— TASK STATEMENT —
Everything from the line containing "meta: &IndexMetadata) -> Result<()>;" through the line containing "of documents copied." in the listing below should be copied exactly, and nothing more.

— SOURCE MATERIAL —
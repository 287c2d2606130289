//! Search-engine collaborator boundary.

pub mod client;

use async_trait::async_trait;
use chrono::{DateTime, Utc};
use serde::{Deserialize, Serialize};
use serde_json::Value;

use crate::error::Result;
use crate::types::{DocumentId, PendingOperation, SequenceToken};

pub use client::HttpSearchIndex;

/// Replication state persisted inside the index's own mapping metadata — not
/// a separate store. The single source of truth for resuming after restart.
#[derive(Debug, Clone, Serialize, Deserialize)]
pub struct IndexMetadata {
    pub schema_version: u32,
    pub last_seq: SequenceToken,
    pub created_at: DateTime<Utc>,
    pub updated_at: DateTime<Utc>,
}

impl IndexMetadata {
    pub fn new(schema_version: u32, last_seq: SequenceToken) -> Self {
        let now = Utc::now();
        IndexMetadata {
            schema_version,
            last_seq,
            created_at: now,
            updated_at: now,
        }
    }

    pub fn with_seq(&self, last_seq: SequenceToken) -> Self {
        IndexMetadata {
            schema_version: self.schema_version,
            last_seq,
            created_at: self.created_at,
            updated_at: Utc::now(),
        }
    }
}

/// One operation that the engine rejected inside an otherwise-successful
/// bulk response. Counted and logged, never retried — the source event will
/// not recur.
#[derive(Debug, Clone, Serialize, Deserialize)]
pub struct BulkItemFailure {
    pub doc_id: DocumentId,
    pub index: String,
    pub reason: String,
}

/// Outcome of a bulk write that the engine accepted as a whole.
#[derive(Debug, Clone, Default)]
pub struct BulkSummary {
    pub applied: usize,
    pub rejected: Vec<BulkItemFailure>,
}

/// Everything the engine needs from the search side: index lifecycle, alias
/// indirection, metadata annotations, ordered bulk writes, and server-side
/// reindex. Implementations must keep `swap_alias` atomic — readers may never
/// observe an alias resolving to zero or two indices.
#[async_trait]
pub trait SearchIndex: Send + Sync {
    async fn index_exists(&self, name: &str) -> Result<bool>;

    async fn create_index(&self, name: &str, mapping: &Value) -> Result<()>;

    async fn delete_index(&self, name: &str) -> Result<()>;

    async fn alias_exists(&self, alias: &str) -> Result<bool>;

    /// Concrete index the alias resolves to, or `None` when the alias does
    /// not exist.
    async fn alias_target(&self, alias: &str) -> Result<Option<String>>;

    async fn create_alias(&self, alias: &str, index: &str) -> Result<()>;

    /// Atomically repoint `alias` from `from` to `to` in a single call.
    async fn swap_alias(&self, alias: &str, from: &str, to: &str) -> Result<()>;

    /// Read the replication annotation from an index. `None` when the index
    /// or the annotation does not exist ("nothing to migrate yet").
    async fn read_metadata(&self, index: &str) -> Result<Option<IndexMetadata>>;

    async fn write_metadata(&self, index: &str, meta: &IndexMetadata) -> Result<()>;

    /// Apply an ordered list of upserts/deletes. An `Err` means the engine
    /// rejected or never received the whole request (caller requeues);
    /// per-item failures come back in the summary. Deleting a document that
    /// is not there counts as applied.
    async fn bulk(&self, operations: &[PendingOperation]) -> Result<BulkSummary>;

    /// Server-side copy of every document from `source` into `dest`.
    /// Returns the number of documents copied.
    async fn reindex(&self, source: &str, dest: &str) -> Result<u64>;

    /// Make recent writes visible to readers. Used once per migration, right
    /// before an alias starts pointing at a freshly backfilled index.
    async fn refresh(&self, index: &str) -> Result<()>;
}
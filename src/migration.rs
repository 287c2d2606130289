//! Versioned blue-green index migration with atomic alias cutover.
//!
//! Each tenant database maps to an alias named after it; the alias resolves
//! to exactly one concrete `<alias>_v<N>` index whose mapping `_meta` carries
//! the authoritative schema version and replication checkpoint.

use std::sync::Arc;

use crate::error::{GriddleError, Result};
use crate::search::{IndexMetadata, SearchIndex};
use crate::store::PrimaryStore;
use crate::transform::target_schema_version;
use crate::types::{versioned_index_name, DatabaseKind, SequenceToken};

/// Where a database's index currently stands relative to the target schema.
#[derive(Debug, Clone, Copy, PartialEq, Eq)]
pub enum MigrationState {
    /// No index and no alias — first-ever sync.
    Absent,
    /// The alias name is itself a concrete index; predates versioning.
    LegacyUnversioned,
    /// Alias resolves to an index already at the target version.
    VersionedCurrent,
    /// Alias resolves to an index below the target version.
    VersionedStale,
}

/// Computed migration decision for one database. Never persisted.
#[derive(Debug, Clone)]
pub struct MigrationCheckResult {
    pub state: MigrationState,
    pub current_version: Option<u32>,
    pub target_version: u32,
    pub migration_required: bool,
    pub backfill_required: bool,
    /// Concrete index all writes go to.
    pub index_name: String,
    /// Concrete index the alias resolves to today, when different from
    /// `index_name`; deleted after cutover.
    pub previous_index: Option<String>,
    /// Change-feed position the watcher resumes from once the migration (if
    /// any) completes.
    pub resume_seq: SequenceToken,
}

pub struct MigrationManager {
    store: Arc<dyn PrimaryStore>,
    search: Arc<dyn SearchIndex>,
    mappings: crate::config::MappingSet,
}

impl MigrationManager {
    pub fn new(
        store: Arc<dyn PrimaryStore>,
        search: Arc<dyn SearchIndex>,
        mappings: crate::config::MappingSet,
    ) -> Self {
        Self {
            store,
            search,
            mappings,
        }
    }

    /// Determine what, if anything, has to happen before `database` can be
    /// live-tailed into its index.
    pub async fn check(&self, database: &str, kind: DatabaseKind) -> Result<MigrationCheckResult> {
        let target_version = target_schema_version(kind);

        if let Some(current_index) = self.search.alias_target(database).await? {
            let meta = self.search.read_metadata(&current_index).await?;
            let current_version = meta.as_ref().map(|m| m.schema_version);

            match meta {
                Some(meta) if meta.schema_version >= target_version => {
                    // Up to date: resume from the persisted checkpoint.
                    return Ok(MigrationCheckResult {
                        state: MigrationState::VersionedCurrent,
                        current_version,
                        target_version,
                        migration_required: false,
                        backfill_required: false,
                        index_name: current_index,
                        previous_index: None,
                        resume_seq: meta.last_seq,
                    });
                }
                _ => {
                    // Stale (or metadata missing, treated as version 0): new
                    // index, full backfill replaying the feed from the start.
                    let index_name = versioned_index_name(database, target_version);
                    // The alias can already point at the target-version index
                    // with its metadata lost; rebackfill it in place rather
                    // than swapping it with itself.
                    let previous_index = if current_index != index_name {
                        Some(current_index)
                    } else {
                        None
                    };
                    return Ok(MigrationCheckResult {
                        state: MigrationState::VersionedStale,
                        current_version,
                        target_version,
                        migration_required: true,
                        backfill_required: true,
                        index_name,
                        previous_index,
                        resume_seq: SequenceToken::zero(),
                    });
                }
            }
        }

        if self.search.index_exists(database).await? {
            // A concrete index squatting on the alias name: pre-versioning
            // layout. Its contents move over with a server-side reindex.
            let snapshot = self.store.current_sequence(database).await?;
            return Ok(MigrationCheckResult {
                state: MigrationState::LegacyUnversioned,
                current_version: None,
                target_version,
                migration_required: true,
                backfill_required: false,
                index_name: versioned_index_name(database, target_version),
                previous_index: Some(database.to_string()),
                resume_seq: snapshot,
            });
        }

        // First-ever sync. Snapshot the feed position now; everything at or
        // before it is covered by the backfill read, everything after by the
        // watcher.
        let snapshot = self.store.current_sequence(database).await?;
        Ok(MigrationCheckResult {
            state: MigrationState::Absent,
            current_version: None,
            target_version,
            migration_required: true,
            backfill_required: true,
            index_name: versioned_index_name(database, target_version),
            previous_index: None,
            resume_seq: snapshot,
        })
    }

    /// Create the target versioned index for a pending migration.
    pub async fn create_target(
        &self,
        database: &str,
        kind: DatabaseKind,
        check: &MigrationCheckResult,
    ) -> Result<()> {
        if self.search.index_exists(&check.index_name).await? {
            // A crash between a previous create and cutover left it behind;
            // the re-run backfill repopulates it idempotently.
            tracing::info!(
                "[MIG {}] target index {} already exists, reusing",
                database,
                check.index_name
            );
            return Ok(());
        }

        self.search
            .create_index(&check.index_name, self.mappings.for_kind(kind))
            .await
            .map_err(|e| GriddleError::migration(database, e))?;

        tracing::info!(
            "[MIG {}] created index {} (schema v{})",
            database,
            check.index_name,
            check.target_version
        );
        Ok(())
    }

    /// Move a legacy unversioned index's documents into the target index,
    /// retire the old index, and introduce the alias. The old index must be
    /// deleted before the alias can claim its name.
    pub async fn migrate_legacy(&self, database: &str, check: &MigrationCheckResult) -> Result<()> {
        let old_index = check
            .previous_index
            .as_deref()
            .ok_or_else(|| GriddleError::migration(database, "legacy migration without source"))?;

        let copied = self
            .search
            .reindex(old_index, &check.index_name)
            .await
            .map_err(|e| GriddleError::migration(database, e))?;

        tracing::info!(
            "[MIG {}] reindexed {} documents from legacy index",
            database,
            copied
        );

        self.search
            .delete_index(old_index)
            .await
            .map_err(|e| GriddleError::migration(database, e))?;

        self.search
            .create_alias(database, &check.index_name)
            .await
            .map_err(|e| GriddleError::migration(database, e))?;

        self.write_checkpoint(&check.index_name, check.target_version, &check.resume_seq)
            .await?;

        tracing::info!(
            "[MIG {}] legacy index retired, alias now on {}",
            database,
            check.index_name
        );
        Ok(())
    }

    /// Make a freshly backfilled index live. For a first sync this creates
    /// the alias; for a stale index it swaps the alias atomically and then
    /// deletes the superseded index. The checkpoint lands in the new index's
    /// metadata first, so a crash at any point re-runs the same migration
    /// idempotently.
    pub async fn finalize(&self, database: &str, check: &MigrationCheckResult) -> Result<()> {
        self.write_checkpoint(&check.index_name, check.target_version, &check.resume_seq)
            .await?;

        self.search
            .refresh(&check.index_name)
            .await
            .map_err(|e| GriddleError::migration(database, e))?;

        match &check.previous_index {
            None => {
                self.search
                    .create_alias(database, &check.index_name)
                    .await
                    .map_err(|e| GriddleError::migration(database, e))?;
                tracing::info!(
                    "[MIG {}] alias created on {}",
                    database,
                    check.index_name
                );
            }
            Some(previous) => {
                self.search
                    .swap_alias(database, previous, &check.index_name)
                    .await
                    .map_err(|e| GriddleError::migration(database, e))?;
                tracing::info!(
                    "[MIG {}] alias swapped {} -> {}",
                    database,
                    previous,
                    check.index_name
                );

                // Only after the swap; readers never lose the alias.
                if let Err(e) = self.search.delete_index(previous).await {
                    // The next migration check doesn't mind the orphan; log
                    // and move on.
                    tracing::warn!(
                        "[MIG {}] failed to delete superseded index {}: {}",
                        database,
                        previous,
                        e
                    );
                }
            }
        }

        Ok(())
    }

    /// Persist the replication checkpoint into the index's own metadata.
    pub async fn persist_checkpoint(
        &self,
        index: &str,
        schema_version: u32,
        seq: &SequenceToken,
    ) -> Result<()> {
        self.write_checkpoint(index, schema_version, seq).await
    }

    async fn write_checkpoint(
        &self,
        index: &str,
        schema_version: u32,
        seq: &SequenceToken,
    ) -> Result<()> {
        let meta = match self.search.read_metadata(index).await? {
            Some(existing) => existing.with_seq(seq.clone()),
            None => IndexMetadata::new(schema_version, seq.clone()),
        };
        self.search.write_metadata(index, &meta).await
    }
}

— SOLUTION TO THIS EXERCISE —
    async fn write_metadata(&self, index: &str, meta: &IndexMetadata) -> Result<()>;

    /// Apply an ordered list of upserts/deletes. An `Err` means the engine
    /// rejected or never received the whole request (caller requeues);
    /// per-item failures come back in the summary. Deleting a document that
    /// is not there counts as applied.
    async fn bulk(&self, operations: &[PendingOperation]) -> Result<BulkSummary>;

    /// Server-side copy of every document from `source` into `dest`.
    /// Returns the number of documents copied.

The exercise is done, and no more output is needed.